It’s an under-utilized element of the warrior diet.

The drive to get people eating better is ongoing, and it seems to get more strident every year. GMOs and gluten intolerance, Forks Over Knives, paleo cultists doing battle with Crossfit zealots to convert you, and we’re over here thinking, “We’re just here for the cake.”

Slim washes his triple-stack mega burger down with a fifth of whiskey (just a pint if he’s at a drive-through), followed by a pack of unfiltered Camels for desert. Swingin’ Dick ain’t even as health conscious as that.

WTF are all these dirty hippies moaning about?

What do we care about all this feel-good, kale enema, new age bullshit?  Not a damn thing. We don’t care. We do, however, recognize that the bodies of vast numbers of our readers are temples built in tribute to Mars, the God of War. It is our duty, and yours, to keep our shit sharp and wired tight.
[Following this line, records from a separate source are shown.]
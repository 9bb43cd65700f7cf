use serde::{Deserialize, Serialize};

/// A promotional offer shown on the offers screen.
#[derive(Debug, Clone, PartialEq, Eq, Serialize, Deserialize)]
pub struct Offer {
    pub id: u32,
    pub title: String,
    pub description: String,
    pub code: String,
    pub valid_till: String,
}

/// The running promotions. These ship with the app rather than coming from
/// the backend.
pub fn current_offers() -> Vec<Offer> {
    let offer = |id, title: &str, description: &str, code: &str, valid_till: &str| Offer {
        id,
        title: title.to_string(),
        description: description.to_string(),
        code: code.to_string(),
        valid_till: valid_till.to_string(),
    };
    vec![
        offer(
            1,
            "20% Off First Recharge",
            "Get 20% instant discount on your first recharge. Valid for new users only.",
            "FIRST20",
            "30th Sept 2025",
        ),
        offer(
            2,
            "Unlimited 100Mbps for ₹499",
            "Enjoy unlimited data at 100Mbps for just ₹499/month. Limited time offer.",
            "SPEED100",
            "15th Oct 2025",
        ),
        offer(
            3,
            "Refer & Earn ₹100",
            "Refer a friend and earn ₹100 wallet credit for each successful referral.",
            "REFER100",
            "31st Dec 2025",
        ),
        offer(
            4,
            "OTT Bundle Offer",
            "Get free Netflix & Hotstar with select annual plans.",
            "OTT2025",
            "10th Nov 2025",
        ),
    ]
}

pub fn find_by_code<'a>(offers: &'a [Offer], code: &str) -> Option<&'a Offer> {
    offers.iter().find(|o| o.code.eq_ignore_ascii_case(code.trim()))
}

#[cfg(test)]
mod tests {
    use super::*;

    #[test]
    fn lookup_by_code_ignores_case_and_whitespace() {
        let offers = current_offers();
        assert_eq!(find_by_code(&offers, " first20 ").unwrap().id, 1);
        assert!(find_by_code(&offers, "NOPE").is_none());
    }
}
We study the gun, we study tactics and the TTPs of our enemies, we read books, and we try to progress as warriors as a whole.  We go to the range, we jack steel and ruck for miles…run and swim and push ourselves in training so we’re not overwhelmed in a fight.

Thus we actually do pay some attention to dietary issues, though we’re not going to stop making fun of fish-oil addicted worriers who only eat eggs from free-range chickens. One of the things we have recently come to like and stash away unabashedly is honey.

We’ll explain why.

Survival Honey Warrior Diet Breach Bang Clear 1

It’s hard not to acknowledge that a lot of our buddies are into the paleo diet and eating like a hunter gatherer. Their diet and work out routines don’t lie; they are some skull crushing behemoths. Hell at TRIGGRCON a couple months back we hung out with a barrel-chested freedom fighter with strangler-hands and arms like a GO-rilla, and he was a damn vegetarian!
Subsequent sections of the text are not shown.